A new international climate report reveals that “there can be no question that the increase in greenhouse gases are dominated by human activities.” White House official Sharon Hays called the report “significant,” but stopped short of saying whether it would change President Bush’s policy on greenhouse gas emissions.

-1 percent: The personal savings rate for Americans, now at the “lowest level since the Great Depression.” Economists “warn that the phenomenon exists at a particularly bad time with 78 million baby boomers approaching retirement age.”

The Senate’s vote yesterday to increase the minimum wage included $8.3 billion in tax cuts to small businesses. Since the minimum wage was last raised 10 years ago, Congress has given small businesses $36 billion in tax breaks

“President Bush’s 2008 budget will call for the largest Pell Grant increase in three decades,” following proposals by the House and the Senate to raise it. The maximum Pell Grant “has remained at $4,050 a year since 2002, lagging behind tuition increases and inflation.”

“The U.S. military drive to train and equip Iraq’s security forces has unwittingly strengthened anti-American Shiite Muslim cleric Muqtada al-Sadr’s Mahdi Army militia.” Sadr’s militias have heavily infiltrated the Iraqi police and army units that U.S. troops have trained.

Federal Judge Reggie Walton agreed to let prosecutors show video clips of a former White House Press Secretary Scott McClellan telling reporters in 2003 that former vice presidential aide Lewis “Scooter” Libby “had nothing to do” with leaking information about the wife of a Bush administration critic. See our video compilation HERE.

The Washington Post’s David Ignatius on how the Libby trial reveals a “failed cover-up”: “The White House was worried that the CIA would reveal that it had been pressured in 2002 and early 2003 to support administration claims about Iraqi weapons of mass destruction. … The machinations of Cheney, Libby and others were an attempt to weave an alternative narrative that blamed the CIA.”

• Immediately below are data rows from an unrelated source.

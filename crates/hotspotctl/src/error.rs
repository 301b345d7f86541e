//! CLI error types with miette diagnostics.
//!
//! Maps `CoreError` and `ConfigError` into user-facing errors with
//! actionable help text.

use miette::Diagnostic;
use thiserror::Error;

use hotspotctl_config::ConfigError;
use hotspotctl_core::{CoreError, ErrorKind};

/// Process exit codes.
pub mod exit_code {
    pub const GENERAL: i32 = 1;
    pub const USAGE: i32 = 2;
    pub const AUTH: i32 = 3;
    pub const NOT_FOUND: i32 = 4;
    pub const REJECTED: i32 = 6;
    pub const CONNECTION: i32 = 7;
    pub const TIMEOUT: i32 = 8;
}

#[derive(Debug, Error, Diagnostic)]
pub enum CliError {
    // ── Connection ───────────────────────────────────────────────────
    #[error("Could not connect to router at {url}")]
    #[diagnostic(
        code(hotspotctl::connection_failed),
        help(
            "Check that the router is reachable and the REST API (www-ssl) is enabled.\n\
             Reason: {reason}\n\
             Self-signed certificate? Try: hotspotctl system info --insecure"
        )
    )]
    ConnectionFailed { url: String, reason: String },

    #[error("Router did not answer in time")]
    #[diagnostic(
        code(hotspotctl::timeout),
        help(
            "Increase the timeout with --timeout.\n\
             A timed-out write may still have been applied; list before retrying."
        )
    )]
    Timeout,

    #[error("Unexpected reply from router: {message}")]
    #[diagnostic(
        code(hotspotctl::unexpected_reply),
        help("Check that the URL points at a RouterOS 7 REST endpoint.")
    )]
    UnexpectedReply { message: String },

    // ── Authentication ───────────────────────────────────────────────
    #[error("Authentication failed: {message}")]
    #[diagnostic(
        code(hotspotctl::auth_failed),
        help(
            "Verify the router login and password.\n\
             Run: hotspotctl config set-password"
        )
    )]
    AuthFailed { message: String },

    #[error("No credentials configured for profile '{profile}'")]
    #[diagnostic(
        code(hotspotctl::no_credentials),
        help(
            "Configure credentials with: hotspotctl config init\n\
             Or set HOTSPOTCTL_USERNAME and HOTSPOTCTL_PASSWORD."
        )
    )]
    NoCredentials { profile: String },

    // ── Resources ────────────────────────────────────────────────────
    #[error("{resource_type} '{identifier}' not found")]
    #[diagnostic(
        code(hotspotctl::not_found),
        help("Run: hotspotctl {list_command} to see what exists")
    )]
    NotFound {
        resource_type: String,
        identifier: String,
        list_command: String,
    },

    #[error("Router rejected {operation}: {message}")]
    #[diagnostic(code(hotspotctl::rejected))]
    Rejected { operation: String, message: String },

    #[error("Voucher batch stopped after {created} of {requested} vouchers: {reason}")]
    #[diagnostic(
        code(hotspotctl::batch_aborted),
        help(
            "The {created} vouchers already created remain on the router.\n\
             Run: hotspotctl hotspot-users list"
        )
    )]
    BatchAborted {
        created: usize,
        requested: usize,
        reason: String,
        kind: ErrorKind,
        timed_out: bool,
    },

    // ── Validation ───────────────────────────────────────────────────
    #[error("Invalid value for {field}: {reason}")]
    #[diagnostic(code(hotspotctl::validation))]
    Validation { field: String, reason: String },

    // ── Configuration ────────────────────────────────────────────────
    #[error("Profile '{name}' not found in configuration")]
    #[diagnostic(
        code(hotspotctl::profile_not_found),
        help(
            "Available profiles: {available}\n\
             Create one with: hotspotctl config init"
        )
    )]
    ProfileNotFound { name: String, available: String },

    #[error("Configuration file not found")]
    #[diagnostic(
        code(hotspotctl::no_config),
        help(
            "Create one with: hotspotctl config init\n\
             Or pass --router with HOTSPOTCTL_USERNAME and HOTSPOTCTL_PASSWORD.\n\
             Expected at: {path}"
        )
    )]
    NoConfig { path: String },

    #[error(transparent)]
    #[diagnostic(code(hotspotctl::config))]
    Config(Box<figment::Error>),

    #[error("Keyring error: {0}")]
    #[diagnostic(code(hotspotctl::keyring))]
    Keyring(String),

    // ── Interactive ──────────────────────────────────────────────────
    #[error("Destructive operation '{action}' requires confirmation")]
    #[diagnostic(
        code(hotspotctl::confirmation_required),
        help("Use --yes (-y) to skip confirmation in non-interactive contexts.")
    )]
    NonInteractiveRequiresYes { action: String },

    // ── IO / Serialization ───────────────────────────────────────────
    #[error(transparent)]
    Io(#[from] std::io::Error),

    #[error("Could not render output: {0}")]
    #[diagnostic(code(hotspotctl::output))]
    Output(String),
}

impl From<figment::Error> for CliError {
    fn from(err: figment::Error) -> Self {
        Self::Config(Box::new(err))
    }
}

impl CliError {
    /// Map this error to an exit code for process termination.
    pub fn exit_code(&self) -> i32 {
        match self {
            Self::ConnectionFailed { .. } | Self::UnexpectedReply { .. } => exit_code::CONNECTION,
            Self::Timeout => exit_code::TIMEOUT,
            Self::AuthFailed { .. } | Self::NoCredentials { .. } => exit_code::AUTH,
            Self::NotFound { .. } => exit_code::NOT_FOUND,
            Self::Rejected { .. } => exit_code::REJECTED,
            Self::BatchAborted {
                timed_out: true, ..
            } => exit_code::TIMEOUT,
            Self::BatchAborted { kind, .. } => kind_exit_code(*kind),
            Self::Validation { .. } | Self::NonInteractiveRequiresYes { .. } => exit_code::USAGE,
            _ => exit_code::GENERAL,
        }
    }
}

fn kind_exit_code(kind: ErrorKind) -> i32 {
    match kind {
        ErrorKind::ConnectionFailure => exit_code::CONNECTION,
        ErrorKind::RemoteRejected => exit_code::REJECTED,
        ErrorKind::NotFound => exit_code::NOT_FOUND,
        ErrorKind::InvalidArgument => exit_code::USAGE,
    }
}

// ── CoreError → CliError mapping ─────────────────────────────────────

impl From<CoreError> for CliError {
    fn from(err: CoreError) -> Self {
        let kind = err.kind();
        match err {
            CoreError::ConnectionFailed { url, reason } => CliError::ConnectionFailed { url, reason },

            CoreError::AuthenticationFailed { message } => CliError::AuthFailed { message },

            CoreError::Timeout => CliError::Timeout,

            CoreError::UnexpectedReply { message } => CliError::UnexpectedReply { message },

            CoreError::Rejected { operation, message } => CliError::Rejected { operation, message },

            CoreError::NotFound {
                entity_type,
                identifier,
            } => CliError::NotFound {
                list_command: list_command_for(&entity_type).into(),
                resource_type: entity_type,
                identifier,
            },

            CoreError::InvalidArgument { message } => CliError::Validation {
                field: "input".into(),
                reason: message,
            },

            CoreError::BatchAborted {
                created,
                requested,
                source,
            } => CliError::BatchAborted {
                created,
                requested,
                timed_out: matches!(*source, CoreError::Timeout),
                reason: source.to_string(),
                kind,
            },
        }
    }
}

fn list_command_for(entity_type: &str) -> &'static str {
    match entity_type {
        "user" => "users list",
        "hotspot user" => "hotspot-users list",
        "profile" => "profiles list",
        "active session" => "sessions list",
        _ => "--help",
    }
}

// ── ConfigError → CliError mapping ───────────────────────────────────

impl From<ConfigError> for CliError {
    fn from(err: ConfigError) -> Self {
        match err {
            ConfigError::Validation { field, reason } => CliError::Validation { field, reason },
            ConfigError::NoCredentials { profile } => CliError::NoCredentials { profile },
            ConfigError::Keyring(message) => CliError::Keyring(message),
            ConfigError::Serialization(e) => CliError::Output(e.to_string()),
            ConfigError::Figment(e) => CliError::Config(e),
            ConfigError::Io(e) => CliError::Io(e),
        }
    }
}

And finally: Wolfowitz gets some decent socks. “The fashion police came to the rescue of World Bank president Paul Wolfowitz, who made worldwide headlines by revealing his holey socks at a mosque in Turkey last weekend.” See the photographic evidence here. “A Gold Toe rep delivered 21 pairs of dress socks to his office yesterday (labeled ‘rush delivery’), Turkish sock manufacturers mailed a dozen pairs, and employees also presented him with a pair.”